À l’époque, les diagnostics de cancer n’étaient pas très répandus, donc a-t-il traité en son temps des cancers ? Je ne le sais pas. Par contre, il a traité des pathologies graves du foie ou des poumons avec de très bons résultats.
Dans le cabinet de Maître Tung, cela se déroulait ainsi : après que le patient soit entré, Maître Tung effectuait quasiment pour tous un diagnostic par l’observation. Il faut entendre par diagnostic par l’observation, l’observation du teint et de la main. Quelquefois, il pouvait (aussi) faire un diagnostic par le pouls. Il pouvait utiliser conjointement ce dernier et les autres diagnostics, mais ce n’était pas pour tous les cas. De manière générale en regardant le Qì Sè 氣色, couleur (teint, aspect), du visage ou des mains, il pouvait avec certitude définir le type de pathologies qu’avait le patient et ainsi pouvait en déduire sa puncture.

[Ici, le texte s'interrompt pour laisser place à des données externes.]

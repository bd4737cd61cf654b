//! Supplier repository.

use sqlx::PgPool;

use octocat_supply_core::SupplierId;

use super::{CrudRepository, Entity, RepositoryError, translate_constraint};
use crate::models::{CreateSupplier, Supplier, UpdateSupplier};

impl Entity for Supplier {
    const TABLE: &'static str = "suppliers";
    const ID_COLUMN: &'static str = "supplier_id";
}

/// Repository for supplier database operations.
pub struct SupplierRepository<'a> {
    pool: &'a PgPool,
}

impl<'a> SupplierRepository<'a> {
    #[must_use]
    pub const fn new(pool: &'a PgPool) -> Self {
        Self { pool }
    }

    const fn crud(&self) -> CrudRepository<'a, Supplier> {
        CrudRepository::new(self.pool)
    }

    /// List all suppliers.
    ///
    /// # Errors
    ///
    /// Returns `RepositoryError::Database` if the query fails.
    pub async fn find_all(&self) -> Result<Vec<Supplier>, RepositoryError> {
        self.crud().find_all().await
    }

    /// Get a supplier by ID.
    ///
    /// # Errors
    ///
    /// Returns `RepositoryError::Database` if the query fails.
    pub async fn find_by_id(&self, id: SupplierId) -> Result<Option<Supplier>, RepositoryError> {
        self.crud().find_by_id(id.as_i32()).await
    }

    /// Check whether a supplier exists.
    ///
    /// # Errors
    ///
    /// Returns `RepositoryError::Database` if the query fails.
    pub async fn exists(&self, id: SupplierId) -> Result<bool, RepositoryError> {
        self.crud().exists(id.as_i32()).await
    }

    /// Find suppliers whose name contains the given fragment (case-insensitive).
    ///
    /// # Errors
    ///
    /// Returns `RepositoryError::Database` if the query fails.
    pub async fn find_by_name(&self, fragment: &str) -> Result<Vec<Supplier>, RepositoryError> {
        let rows = sqlx::query_as::<_, Supplier>(
            "SELECT * FROM suppliers WHERE name ILIKE '%' || $1 || '%' ORDER BY supplier_id",
        )
        .bind(fragment)
        .fetch_all(self.pool)
        .await?;
        Ok(rows)
    }

    /// Create a supplier.
    ///
    /// # Errors
    ///
    /// Returns `RepositoryError::Conflict` on a unique violation.
    /// Returns `RepositoryError::Database` for other database errors.
    pub async fn create(&self, new: &CreateSupplier) -> Result<Supplier, RepositoryError> {
        sqlx::query_as::<_, Supplier>(
            r"
            INSERT INTO suppliers (name, description, contact_person, email, phone)
            VALUES ($1, $2, $3, $4, $5)
            RETURNING *
            ",
        )
        .bind(&new.name)
        .bind(&new.description)
        .bind(&new.contact_person)
        .bind(&new.email)
        .bind(&new.phone)
        .fetch_one(self.pool)
        .await
        .map_err(|e| translate_constraint(e, "supplier"))
    }

    /// Partially update a supplier; absent fields are kept.
    ///
    /// # Errors
    ///
    /// Returns `RepositoryError::NotFound` if the supplier doesn't exist.
    /// Returns `RepositoryError::Database` for other database errors.
    pub async fn update(
        &self,
        id: SupplierId,
        changes: &UpdateSupplier,
    ) -> Result<Supplier, RepositoryError> {
        let row = sqlx::query_as::<_, Supplier>(
            r"
            UPDATE suppliers
            SET name = COALESCE($2, name),
                description = COALESCE($3, description),
                contact_person = COALESCE($4, contact_person),
                email = COALESCE($5, email),
                phone = COALESCE($6, phone)
            WHERE supplier_id = $1
            RETURNING *
            ",
        )
        .bind(id.as_i32())
        .bind(changes.name.as_deref())
        .bind(changes.description.as_deref())
        .bind(changes.contact_person.as_deref())
        .bind(changes.email.as_deref())
        .bind(changes.phone.as_deref())
        .fetch_optional(self.pool)
        .await?;

        row.ok_or(RepositoryError::NotFound)
    }

    /// Delete a supplier.
    ///
    /// # Errors
    ///
    /// Returns `RepositoryError::NotFound` if the supplier doesn't exist.
    /// Returns `RepositoryError::Database` for other database errors.
    pub async fn delete(&self, id: SupplierId) -> Result<(), RepositoryError> {
        self.crud().delete(id.as_i32()).await
    }
}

Lorsque nous le suivions en clinique et observions à ses côtés, il puncturait presque tous les patients en utilisant une à deux aiguilles, trois ou quatre, tout au plus six à huit aiguilles, ce qui était déjà beaucoup. Il n’utilisait que très rarement autant d’aiguilles. Ses traitements étaient pour la plupart composés d’une à deux aiguilles. Il était parfois obligé d’utiliser la saignée, avec l’aiguille triangulaire. À ce moment-là, il nous autorisait, nous les élèves qui le suivions en clinique, à pratiquer. Il était à côté et nous guidait.
Après que le patient soit entré dans le cabinet, il était reçu dans la salle de consultation. Pour les pathologies internes, Maître Tung examinait le pouls, regardait la langue et les mains. Pour les cas de traitement des douleurs, alors il ne prenait pas le pouls, il regardait le Qì Sè 氣色, couleur (teint, aspect), observait la main et piquait. Pour puncturer, il ne faisait pas se déshabiller les patients. Il les faisait s’allonger sur le lit de consultation ou bien les faisait simplement s’asseoir dans le canapé et il les puncturait. Il utilisait peu d’aiguilles, souvent une à deux, parfois jusqu’à six ou huit. Pour prendre en charge une personne, il ne fallait pas beaucoup de temps, quelques minutes suffisaient. Concernant le temps de rétention d’aiguille, il les laissait environ 45 minutes. Il les « tournait » deux fois, toutes les 15 min et retirait les aiguilles au bout de 45 minutes.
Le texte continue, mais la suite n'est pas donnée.